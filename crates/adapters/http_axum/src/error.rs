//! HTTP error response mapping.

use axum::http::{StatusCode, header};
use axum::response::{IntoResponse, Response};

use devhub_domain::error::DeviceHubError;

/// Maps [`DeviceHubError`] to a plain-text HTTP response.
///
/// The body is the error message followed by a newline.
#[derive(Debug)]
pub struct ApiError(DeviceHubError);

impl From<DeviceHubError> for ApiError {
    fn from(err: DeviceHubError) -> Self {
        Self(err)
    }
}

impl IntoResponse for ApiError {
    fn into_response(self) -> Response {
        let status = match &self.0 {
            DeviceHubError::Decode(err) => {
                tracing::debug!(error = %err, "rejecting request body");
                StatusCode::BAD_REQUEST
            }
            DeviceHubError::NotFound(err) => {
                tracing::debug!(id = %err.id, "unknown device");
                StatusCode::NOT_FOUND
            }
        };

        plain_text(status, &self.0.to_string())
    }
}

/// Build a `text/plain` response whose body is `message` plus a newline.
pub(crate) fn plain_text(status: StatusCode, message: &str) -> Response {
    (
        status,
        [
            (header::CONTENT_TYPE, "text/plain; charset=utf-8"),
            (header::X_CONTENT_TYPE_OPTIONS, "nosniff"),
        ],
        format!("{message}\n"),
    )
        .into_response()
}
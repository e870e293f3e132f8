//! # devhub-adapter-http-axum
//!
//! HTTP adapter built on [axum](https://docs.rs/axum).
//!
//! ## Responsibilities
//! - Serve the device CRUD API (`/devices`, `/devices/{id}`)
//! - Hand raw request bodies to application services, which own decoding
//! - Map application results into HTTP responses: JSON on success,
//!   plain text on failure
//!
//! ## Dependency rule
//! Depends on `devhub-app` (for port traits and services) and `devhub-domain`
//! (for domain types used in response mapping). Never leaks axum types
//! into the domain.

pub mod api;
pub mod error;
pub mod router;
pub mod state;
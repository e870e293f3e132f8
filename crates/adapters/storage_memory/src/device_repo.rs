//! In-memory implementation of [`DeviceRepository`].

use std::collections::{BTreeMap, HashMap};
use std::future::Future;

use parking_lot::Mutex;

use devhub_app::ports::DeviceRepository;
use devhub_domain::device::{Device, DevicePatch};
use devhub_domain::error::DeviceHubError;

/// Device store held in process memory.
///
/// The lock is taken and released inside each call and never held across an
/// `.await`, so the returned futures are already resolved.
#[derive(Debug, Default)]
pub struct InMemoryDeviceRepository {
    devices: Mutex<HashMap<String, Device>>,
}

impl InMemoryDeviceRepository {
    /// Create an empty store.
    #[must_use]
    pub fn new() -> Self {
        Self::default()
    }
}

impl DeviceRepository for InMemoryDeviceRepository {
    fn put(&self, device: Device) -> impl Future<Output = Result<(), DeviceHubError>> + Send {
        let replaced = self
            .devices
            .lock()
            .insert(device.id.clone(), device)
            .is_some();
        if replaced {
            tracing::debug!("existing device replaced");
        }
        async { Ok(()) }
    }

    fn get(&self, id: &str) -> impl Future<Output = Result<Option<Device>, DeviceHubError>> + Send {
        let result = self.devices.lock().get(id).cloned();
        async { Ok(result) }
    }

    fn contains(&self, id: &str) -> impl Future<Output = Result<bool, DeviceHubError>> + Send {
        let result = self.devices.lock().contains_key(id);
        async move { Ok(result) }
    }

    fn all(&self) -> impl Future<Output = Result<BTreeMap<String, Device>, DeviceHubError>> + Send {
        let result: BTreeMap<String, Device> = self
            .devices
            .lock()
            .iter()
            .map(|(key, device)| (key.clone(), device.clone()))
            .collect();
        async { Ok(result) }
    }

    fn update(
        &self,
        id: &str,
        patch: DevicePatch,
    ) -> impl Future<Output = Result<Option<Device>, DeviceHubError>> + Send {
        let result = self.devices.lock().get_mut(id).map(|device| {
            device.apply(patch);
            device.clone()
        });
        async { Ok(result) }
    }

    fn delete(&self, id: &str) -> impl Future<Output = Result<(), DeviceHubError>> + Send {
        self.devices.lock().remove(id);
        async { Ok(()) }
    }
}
___
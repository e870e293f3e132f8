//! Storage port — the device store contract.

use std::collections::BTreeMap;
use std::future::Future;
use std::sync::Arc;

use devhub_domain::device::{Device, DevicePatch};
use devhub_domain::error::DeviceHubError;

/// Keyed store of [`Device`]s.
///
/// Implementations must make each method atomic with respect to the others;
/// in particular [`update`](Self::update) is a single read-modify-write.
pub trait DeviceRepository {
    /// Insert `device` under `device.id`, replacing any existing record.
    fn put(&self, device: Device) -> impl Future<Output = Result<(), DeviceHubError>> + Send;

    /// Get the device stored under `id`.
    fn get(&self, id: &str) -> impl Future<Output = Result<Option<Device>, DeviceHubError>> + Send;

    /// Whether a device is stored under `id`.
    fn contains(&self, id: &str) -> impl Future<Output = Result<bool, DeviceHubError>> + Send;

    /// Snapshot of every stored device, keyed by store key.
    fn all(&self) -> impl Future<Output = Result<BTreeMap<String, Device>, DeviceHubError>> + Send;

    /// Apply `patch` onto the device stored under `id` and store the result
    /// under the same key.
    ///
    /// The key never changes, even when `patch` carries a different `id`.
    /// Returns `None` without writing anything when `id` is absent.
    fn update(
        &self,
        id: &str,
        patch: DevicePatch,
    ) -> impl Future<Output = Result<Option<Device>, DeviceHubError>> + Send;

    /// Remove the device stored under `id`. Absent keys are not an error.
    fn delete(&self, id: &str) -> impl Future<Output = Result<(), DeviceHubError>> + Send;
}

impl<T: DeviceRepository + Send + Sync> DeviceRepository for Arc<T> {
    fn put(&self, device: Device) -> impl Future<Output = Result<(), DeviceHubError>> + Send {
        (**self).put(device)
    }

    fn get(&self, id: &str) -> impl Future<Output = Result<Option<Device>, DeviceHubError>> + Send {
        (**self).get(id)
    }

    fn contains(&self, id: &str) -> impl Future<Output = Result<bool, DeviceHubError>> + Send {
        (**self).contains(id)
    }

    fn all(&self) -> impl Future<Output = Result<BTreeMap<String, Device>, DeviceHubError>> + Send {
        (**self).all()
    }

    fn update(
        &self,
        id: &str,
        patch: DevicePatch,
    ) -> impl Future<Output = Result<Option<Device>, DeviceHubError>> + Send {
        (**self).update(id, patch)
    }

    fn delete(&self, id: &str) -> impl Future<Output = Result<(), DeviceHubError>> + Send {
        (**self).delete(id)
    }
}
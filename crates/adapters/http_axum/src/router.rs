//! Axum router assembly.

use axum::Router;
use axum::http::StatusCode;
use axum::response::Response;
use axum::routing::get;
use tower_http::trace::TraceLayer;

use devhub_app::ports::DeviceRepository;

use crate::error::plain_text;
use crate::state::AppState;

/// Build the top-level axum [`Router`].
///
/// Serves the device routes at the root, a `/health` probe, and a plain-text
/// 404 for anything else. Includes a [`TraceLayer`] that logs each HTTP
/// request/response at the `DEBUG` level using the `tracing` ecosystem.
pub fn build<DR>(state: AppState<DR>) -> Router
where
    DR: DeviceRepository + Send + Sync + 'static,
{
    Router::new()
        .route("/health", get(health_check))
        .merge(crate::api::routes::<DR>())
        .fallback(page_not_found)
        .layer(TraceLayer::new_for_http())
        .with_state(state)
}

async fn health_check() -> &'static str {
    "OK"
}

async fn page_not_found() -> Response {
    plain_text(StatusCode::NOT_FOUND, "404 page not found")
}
___
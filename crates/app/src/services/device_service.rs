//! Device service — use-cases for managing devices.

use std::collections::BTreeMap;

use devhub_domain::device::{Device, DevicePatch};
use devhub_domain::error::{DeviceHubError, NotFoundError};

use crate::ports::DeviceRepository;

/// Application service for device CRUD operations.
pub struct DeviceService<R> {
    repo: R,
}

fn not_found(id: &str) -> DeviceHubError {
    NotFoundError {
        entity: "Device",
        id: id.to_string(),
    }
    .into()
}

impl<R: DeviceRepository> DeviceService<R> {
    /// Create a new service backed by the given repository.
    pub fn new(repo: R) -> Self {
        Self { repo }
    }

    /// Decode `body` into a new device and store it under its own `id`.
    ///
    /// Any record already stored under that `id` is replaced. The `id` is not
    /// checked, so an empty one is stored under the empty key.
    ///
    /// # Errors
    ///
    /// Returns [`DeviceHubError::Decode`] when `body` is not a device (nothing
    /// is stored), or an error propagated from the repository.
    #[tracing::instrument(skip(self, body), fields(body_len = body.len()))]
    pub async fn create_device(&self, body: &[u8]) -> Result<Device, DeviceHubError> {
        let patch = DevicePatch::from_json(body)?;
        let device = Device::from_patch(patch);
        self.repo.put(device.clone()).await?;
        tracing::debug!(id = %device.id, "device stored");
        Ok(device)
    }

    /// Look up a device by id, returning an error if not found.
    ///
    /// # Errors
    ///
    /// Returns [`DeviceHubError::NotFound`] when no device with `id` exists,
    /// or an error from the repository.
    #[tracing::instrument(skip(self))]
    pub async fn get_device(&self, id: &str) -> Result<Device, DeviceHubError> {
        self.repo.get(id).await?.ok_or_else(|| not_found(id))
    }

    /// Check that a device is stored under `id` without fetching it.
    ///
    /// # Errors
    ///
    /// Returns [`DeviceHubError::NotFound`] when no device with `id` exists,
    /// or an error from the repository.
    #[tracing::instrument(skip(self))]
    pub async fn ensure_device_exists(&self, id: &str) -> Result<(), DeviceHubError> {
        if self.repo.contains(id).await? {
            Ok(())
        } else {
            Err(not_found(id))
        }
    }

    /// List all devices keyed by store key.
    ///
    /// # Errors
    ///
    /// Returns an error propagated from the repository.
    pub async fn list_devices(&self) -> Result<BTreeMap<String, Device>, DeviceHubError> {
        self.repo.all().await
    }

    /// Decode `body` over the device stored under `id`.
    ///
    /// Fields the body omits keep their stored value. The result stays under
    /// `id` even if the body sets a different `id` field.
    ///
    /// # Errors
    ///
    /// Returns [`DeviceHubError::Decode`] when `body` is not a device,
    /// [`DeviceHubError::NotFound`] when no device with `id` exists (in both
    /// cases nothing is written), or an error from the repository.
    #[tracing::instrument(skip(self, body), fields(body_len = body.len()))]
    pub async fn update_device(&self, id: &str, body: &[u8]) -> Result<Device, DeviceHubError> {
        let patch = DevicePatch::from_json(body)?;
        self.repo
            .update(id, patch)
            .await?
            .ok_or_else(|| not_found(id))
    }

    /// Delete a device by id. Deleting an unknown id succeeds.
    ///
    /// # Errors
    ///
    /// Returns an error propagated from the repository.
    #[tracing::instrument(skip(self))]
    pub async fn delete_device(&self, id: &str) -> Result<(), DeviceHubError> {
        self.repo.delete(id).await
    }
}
___
Some lines above hold the word "even". Copy all of them.

RESPONSE FOR THIS EXERCISE:
    /// The key never changes, even when `patch` carries a different `id`.
    /// `id` even if the body sets a different `id` field.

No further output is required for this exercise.